//! Default values for configuration options.
//!
//! Centralized constants to avoid magic numbers scattered across the codebase.

use std::time::Duration;

use crate::call::RetrySchedule;

/// Default HTTP method.
pub const METHOD: &str = "POST";

/// Default per-attempt timeout in seconds.
pub const TIMEOUT_SECS: u64 = 30;

/// Default delays before each retry, in seconds: 10s, 5min, 20min.
pub const RETRY_INTERVALS_SECS: [u64; 3] = RetrySchedule::DEFAULT_INTERVALS_SECS;

/// Upper bound accepted for a single retry interval, in seconds (one day).
pub const RETRY_INTERVAL_MAX_SECS: u64 = 24 * 60 * 60;

/// Default per-attempt timeout as Duration.
#[must_use]
pub const fn timeout() -> Duration {
    Duration::from_secs(TIMEOUT_SECS)
}
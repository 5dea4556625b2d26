//! Retry schedule.

use std::fmt;
use std::time::Duration;

/// Ordered delays between attempts of a [`RetriableCall`](super::RetriableCall).
///
/// Entry `i` is the wait before retry `i + 1`, so a schedule of length `n`
/// allows `n + 1` attempts in total. An empty schedule means the initial
/// attempt is the only one.
///
/// The schedule carries no backoff formula; callers supply the delays.
///
/// # Defaults
///
/// 10 seconds, 5 minutes, 20 minutes.
///
/// # Example
///
/// ```
/// use retriable_call::call::RetrySchedule;
/// use std::time::Duration;
///
/// let schedule = RetrySchedule::new([Duration::from_secs(1), Duration::from_secs(5)]);
/// assert_eq!(schedule.max_attempts(), 3);
/// assert_eq!(schedule.delay_for_retry(1), Some(Duration::from_secs(5)));
/// ```
#[derive(Debug, Clone, PartialEq, Eq)]
pub struct RetrySchedule {
    delays: Vec<Duration>,
}

impl RetrySchedule {
    /// Default retry intervals, in seconds.
    pub const DEFAULT_INTERVALS_SECS: [u64; 3] = [10, 5 * 60, 20 * 60];

    /// Creates a schedule from an ordered sequence of delays.
    #[must_use]
    pub fn new(delays: impl IntoIterator<Item = Duration>) -> Self {
        Self {
            delays: delays.into_iter().collect(),
        }
    }

    /// Creates a schedule that never retries.
    #[must_use]
    pub const fn none() -> Self {
        Self { delays: Vec::new() }
    }

    /// Creates a schedule from whole-second delays.
    #[must_use]
    pub fn from_secs(secs: &[u64]) -> Self {
        Self::new(secs.iter().copied().map(Duration::from_secs))
    }

    /// Returns the number of retries the schedule allows.
    #[must_use]
    pub fn len(&self) -> usize {
        self.delays.len()
    }

    /// Returns true if the schedule allows no retries.
    #[must_use]
    pub fn is_empty(&self) -> bool {
        self.delays.is_empty()
    }

    /// Returns the total number of attempts: the initial one plus every retry.
    #[must_use]
    pub fn max_attempts(&self) -> u32 {
        u32::try_from(self.delays.len())
            .unwrap_or(u32::MAX)
            .saturating_add(1)
    }

    /// Returns the delay before retry `retry` (0 = first retry).
    #[must_use]
    pub fn delay_for_retry(&self, retry: usize) -> Option<Duration> {
        self.delays.get(retry).copied()
    }

    /// Returns the wait after attempt `attempt` (1-based) before the next one.
    ///
    /// `None` once the attempt was the last the schedule allows.
    #[must_use]
    pub fn delay_after_attempt(&self, attempt: u32) -> Option<Duration> {
        let retry = usize::try_from(attempt.checked_sub(1)?).ok()?;
        self.delay_for_retry(retry)
    }

    /// Returns all delays in order.
    #[must_use]
    pub fn delays(&self) -> &[Duration] {
        &self.delays
    }

    /// Returns the sum of all delays, saturating at [`Duration::MAX`].
    #[must_use]
    pub fn total_delay(&self) -> Duration {
        self.delays
            .iter()
            .fold(Duration::ZERO, |total, delay| total.saturating_add(*delay))
    }
}

impl Default for RetrySchedule {
    fn default() -> Self {
        Self::from_secs(&Self::DEFAULT_INTERVALS_SECS)
    }
}

impl fmt::Display for RetrySchedule {
    fn fmt(&self, f: &mut fmt::Formatter<'_>) -> fmt::Result {
        if self.delays.is_empty() {
            return f.write_str("no retries");
        }
        for (i, delay) in self.delays.iter().enumerate() {
            if i > 0 {
                f.write_str(", ")?;
            }
            write!(f, "{delay:?}")?;
        }
        Ok(())
    }
}
//! Shared fixtures for call tests.

use std::collections::VecDeque;
use std::sync::{Arc, Mutex};
use std::time::Duration;

use tokio::sync::mpsc;
use tokio::sync::mpsc::error::TryRecvError;
use tokio::time::Instant;

use super::{Attempt, AttemptExecutor, CallResult, RetriableCall, RetrySchedule};
use crate::http::{AttemptError, AttemptOutcome, HttpRequest, HttpResponse};

/// Executor that answers each attempt with the next scripted outcome.
#[derive(Debug)]
pub struct ScriptedExecutor {
    outcomes: Mutex<VecDeque<AttemptOutcome>>,
    started: Mutex<Vec<(u32, Instant)>>,
    latency: Duration,
}

impl ScriptedExecutor {
    pub fn new(outcomes: Vec<AttemptOutcome>) -> Arc<Self> {
        Self::with_latency(outcomes, Duration::ZERO)
    }

    pub fn with_latency(outcomes: Vec<AttemptOutcome>, latency: Duration) -> Arc<Self> {
        Arc::new(Self {
            outcomes: Mutex::new(outcomes.into()),
            started: Mutex::new(Vec::new()),
            latency,
        })
    }

    /// Number of attempts started.
    pub fn calls(&self) -> usize {
        self.started.lock().unwrap().len()
    }

    /// Attempt numbers in the order they were started.
    pub fn attempt_numbers(&self) -> Vec<u32> {
        self.started.lock().unwrap().iter().map(|(n, _)| *n).collect()
    }

    /// Clock readings at which each attempt was started.
    pub fn start_times(&self) -> Vec<Instant> {
        self.started.lock().unwrap().iter().map(|(_, t)| *t).collect()
    }
}

impl AttemptExecutor for ScriptedExecutor {
    fn start_attempt(&self, call: Arc<RetriableCall>, attempt: Attempt) {
        self.started
            .lock()
            .unwrap()
            .push((attempt.number(), Instant::now()));
        let outcome = self
            .outcomes
            .lock()
            .unwrap()
            .pop_front()
            .expect("no scripted outcome left");

        let latency = self.latency;
        let task_call = Arc::clone(&call);
        let task = tokio::spawn(async move {
            if !latency.is_zero() {
                tokio::time::sleep(latency).await;
            }
            task_call.complete_attempt(attempt, outcome);
        });
        call.track_in_flight(attempt, task.abort_handle());
    }
}

/// Executor that only records attempts; tests complete them by hand.
#[derive(Debug, Default)]
pub struct ManualExecutor {
    attempts: Mutex<Vec<Attempt>>,
}

impl ManualExecutor {
    pub fn new() -> Arc<Self> {
        Arc::new(Self::default())
    }

    pub fn attempts(&self) -> Vec<Attempt> {
        self.attempts.lock().unwrap().clone()
    }

    pub fn last(&self) -> Attempt {
        *self.attempts.lock().unwrap().last().expect("no attempt started")
    }
}

impl AttemptExecutor for ManualExecutor {
    fn start_attempt(&self, _call: Arc<RetriableCall>, attempt: Attempt) {
        self.attempts.lock().unwrap().push(attempt);
    }
}

/// Receiving end of a completion handler.
#[derive(Debug)]
pub struct Completions {
    rx: mpsc::UnboundedReceiver<CallResult>,
}

impl Completions {
    /// Waits for the handler to fire.
    pub async fn next(&mut self) -> CallResult {
        self.rx
            .recv()
            .await
            .expect("handler dropped without firing")
    }

    /// Asserts the handler has not fired yet and is still held by the call.
    pub fn assert_pending(&mut self) {
        assert!(matches!(self.rx.try_recv(), Err(TryRecvError::Empty)));
    }

    /// Asserts the handler was consumed and nothing else is queued.
    pub fn assert_done(&mut self) {
        assert!(matches!(
            self.rx.try_recv(),
            Err(TryRecvError::Disconnected)
        ));
    }
}

pub fn completion_channel() -> (impl FnOnce(CallResult) + Send + 'static, Completions) {
    let (tx, rx) = mpsc::unbounded_channel();
    let handler = move |result| {
        let _ = tx.send(result);
    };
    (handler, Completions { rx })
}

pub fn test_request() -> HttpRequest {
    HttpRequest::post(url::Url::parse("https://in.example.com/logs").unwrap())
        .with_header(
            http::header::CONTENT_TYPE,
            http::HeaderValue::from_static("application/json"),
        )
        .with_body(br#"{"logs":[]}"#.to_vec())
}

pub fn make_call(schedule: RetrySchedule) -> (Arc<RetriableCall>, Completions) {
    let (handler, completions) = completion_channel();
    (
        RetriableCall::new(test_request(), schedule, handler),
        completions,
    )
}

pub fn secs(delays: &[u64]) -> RetrySchedule {
    RetrySchedule::from_secs(delays)
}

pub fn success() -> AttemptOutcome {
    AttemptOutcome::Success(HttpResponse::new(
        http::StatusCode::OK,
        http::HeaderMap::new(),
        b"accepted".to_vec(),
    ))
}

pub fn recoverable() -> AttemptOutcome {
    recoverable_status(http::StatusCode::SERVICE_UNAVAILABLE)
}

pub fn recoverable_status(status: http::StatusCode) -> AttemptOutcome {
    AttemptOutcome::Recoverable(AttemptError::Status { status, body: None })
}

pub fn fatal() -> AttemptOutcome {
    AttemptOutcome::Fatal(AttemptError::Status {
        status: http::StatusCode::BAD_REQUEST,
        body: Some("malformed".to_string()),
    })
}

/// Sleeps until `ms` milliseconds after `start` on the (paused) clock.
pub async fn at(start: Instant, ms: u64) {
    tokio::time::sleep_until(start + Duration::from_millis(ms)).await;
}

## Task requirements
Each line of the listing that contains the word "copied" must be counted. Give only the resulting figure.

## Result
2